Set down, please, without alteration, the lines of the entries below from the first through the one containing "object acts on.".

## [Data entries]
===
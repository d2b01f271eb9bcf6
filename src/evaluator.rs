//! Evaluator for JTL - walks the template tree against a parameter map
//!
//! Every node evaluates to a value (`None` is JavaScript's `undefined`) and
//! a set of [`Signals`]. Most nodes produce no signals; interpolations
//! carry spread and modifiers, and statements inside object keys carry the
//! control information (conditions, loops, comments) that the enclosing
//! object acts on.

use serde_json::{Map, Number, Value};
use std::cmp::Ordering;

use crate::ast::{CompareOp, Conditional, Entry, MathOp, Modifier, Node, NodeKind, VariablePath};
use crate::error::SpannedError;

/// Largest magnitude at which an `f64` still holds every integer exactly
const MAX_SAFE_INTEGER: f64 = 9_007_199_254_740_991.0;

/// Variable scope: the parameters, plus loop bindings layered on top
#[derive(Debug, Clone, Copy)]
pub struct Env<'a> {
    params: &'a Map<String, Value>,
    binding: Option<(&'a str, Option<&'a Value>, &'a Env<'a>)>,
}

impl<'a> Env<'a> {
    pub fn new(params: &'a Map<String, Value>) -> Self {
        Self {
            params,
            binding: None,
        }
    }

    /// A child scope in which `name` resolves to `value`
    pub fn bind<'b>(&'b self, name: &'b str, value: Option<&'b Value>) -> Env<'b>
    where
        'a: 'b,
    {
        Env {
            params: self.params,
            binding: Some((name, value, self)),
        }
    }

    /// Resolve a root identifier, innermost binding first
    pub fn lookup(&self, name: &str) -> Option<&'a Value> {
        match self.binding {
            Some((bound, value, _)) if bound == name => value,
            Some((_, _, parent)) => parent.lookup(name),
            None => self.params.get(name),
        }
    }
}

/// Loop request raised by an `each` statement, executed by the object
/// whose key carries it
#[derive(Debug, Clone, PartialEq)]
pub struct EachRequest<'n> {
    pub items: Vec<Option<Value>>,
    pub binding: &'n str,
    pub filter: Option<&'n Node>,
}

/// Out-of-band information attached to an evaluated node
#[derive(Debug, Clone, Default, PartialEq)]
pub struct Signals<'n> {
    pub spread: bool,
    pub modifiers: Vec<Modifier>,
    pub condition: Option<bool>,
    pub each: Option<EachRequest<'n>>,
    pub comment: bool,
}

impl<'n> Signals<'n> {
    fn spread(spread: bool) -> Self {
        Self {
            spread,
            ..Self::default()
        }
    }

    /// Fold the signals of a later template part into these
    fn absorb(&mut self, other: Signals<'n>) {
        self.spread |= other.spread;
        self.modifiers.extend(other.modifiers);
        if other.condition.is_some() {
            self.condition = other.condition;
        }
        if other.each.is_some() {
            self.each = other.each;
        }
        self.comment |= other.comment;
    }
}

/// A value together with its signals
#[derive(Debug, Clone, PartialEq)]
pub struct Evaluated<'n> {
    pub value: Option<Value>,
    pub signals: Signals<'n>,
}

impl<'n> Evaluated<'n> {
    fn plain(value: Option<Value>) -> Self {
        Self {
            value,
            signals: Signals::default(),
        }
    }
}

/// Accumulator for object evaluation; spreading a sequence turns it into
/// an array
enum Accumulator {
    Object(Map<String, Value>),
    Array(Vec<Value>),
}

impl Accumulator {
    fn into_value(self) -> Value {
        match self {
            Accumulator::Object(map) => Value::Object(map),
            Accumulator::Array(items) => Value::Array(items),
        }
    }
}

/// Template evaluator
#[derive(Debug, Clone, Default)]
pub struct Evaluator {
    /// Undefined interpolations inside template strings become null instead
    /// of failing
    pub convert_undefined_to_null: bool,
}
===
## [Task response]
repository d2b01f271eb9bcf6
filename src/evaluator.rs
//! Evaluator for JTL - walks the template tree against a parameter map
//!
//! Every node evaluates to a value (`None` is JavaScript's `undefined`) and
//! a set of [`Signals`]. Most nodes produce no signals; interpolations
//! carry spread and modifiers, and statements inside object keys carry the
//! control information (conditions, loops, comments) that the enclosing
//! object acts on.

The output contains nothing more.